TASK INSTRUCTIONS:
Scan the entries that follow for the word "enemies", then report every line in which it appears.

Stored data
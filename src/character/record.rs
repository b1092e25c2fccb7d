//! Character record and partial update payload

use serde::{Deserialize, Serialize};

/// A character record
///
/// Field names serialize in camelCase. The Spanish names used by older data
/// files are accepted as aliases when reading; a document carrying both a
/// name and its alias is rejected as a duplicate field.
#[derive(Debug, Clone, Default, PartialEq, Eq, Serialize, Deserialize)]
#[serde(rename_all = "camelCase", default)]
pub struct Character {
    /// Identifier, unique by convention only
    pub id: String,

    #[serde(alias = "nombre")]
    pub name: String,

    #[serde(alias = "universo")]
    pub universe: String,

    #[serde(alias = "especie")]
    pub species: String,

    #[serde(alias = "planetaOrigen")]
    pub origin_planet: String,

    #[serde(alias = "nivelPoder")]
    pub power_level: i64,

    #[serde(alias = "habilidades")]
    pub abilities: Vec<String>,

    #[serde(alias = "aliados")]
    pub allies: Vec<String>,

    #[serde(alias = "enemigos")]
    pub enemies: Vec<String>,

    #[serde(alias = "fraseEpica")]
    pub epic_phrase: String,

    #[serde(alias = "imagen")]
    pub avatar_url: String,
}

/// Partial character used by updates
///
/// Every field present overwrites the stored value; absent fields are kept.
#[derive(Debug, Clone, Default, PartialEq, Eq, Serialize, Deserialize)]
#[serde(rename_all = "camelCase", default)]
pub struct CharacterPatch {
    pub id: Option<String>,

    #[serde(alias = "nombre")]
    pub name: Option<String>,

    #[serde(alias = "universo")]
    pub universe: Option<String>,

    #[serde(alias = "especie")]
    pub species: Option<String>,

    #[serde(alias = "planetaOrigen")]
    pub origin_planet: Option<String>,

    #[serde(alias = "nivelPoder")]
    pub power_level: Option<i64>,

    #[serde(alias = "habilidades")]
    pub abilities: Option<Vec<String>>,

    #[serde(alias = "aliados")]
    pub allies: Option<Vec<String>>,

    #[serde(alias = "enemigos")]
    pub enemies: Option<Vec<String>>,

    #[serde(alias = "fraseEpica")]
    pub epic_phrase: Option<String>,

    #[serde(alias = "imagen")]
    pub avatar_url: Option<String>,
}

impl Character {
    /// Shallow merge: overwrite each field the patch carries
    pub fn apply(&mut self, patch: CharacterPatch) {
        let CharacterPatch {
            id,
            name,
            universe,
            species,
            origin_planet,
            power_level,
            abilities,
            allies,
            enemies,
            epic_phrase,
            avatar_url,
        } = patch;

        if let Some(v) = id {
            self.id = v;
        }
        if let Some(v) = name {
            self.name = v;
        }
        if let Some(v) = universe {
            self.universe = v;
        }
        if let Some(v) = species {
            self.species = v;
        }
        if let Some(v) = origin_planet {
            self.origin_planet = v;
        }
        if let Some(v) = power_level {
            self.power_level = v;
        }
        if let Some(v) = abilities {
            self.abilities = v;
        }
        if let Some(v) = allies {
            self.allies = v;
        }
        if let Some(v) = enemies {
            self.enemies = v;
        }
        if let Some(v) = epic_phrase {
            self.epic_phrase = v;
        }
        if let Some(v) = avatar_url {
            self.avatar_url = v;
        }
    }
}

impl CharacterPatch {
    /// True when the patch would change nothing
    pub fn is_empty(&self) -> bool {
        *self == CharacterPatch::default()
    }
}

WRITTEN SOLUTION:
    pub enemies: Vec<String>,
    pub enemies: Option<Vec<String>>,
            enemies,
        if let Some(v) = enemies {
            self.enemies = v;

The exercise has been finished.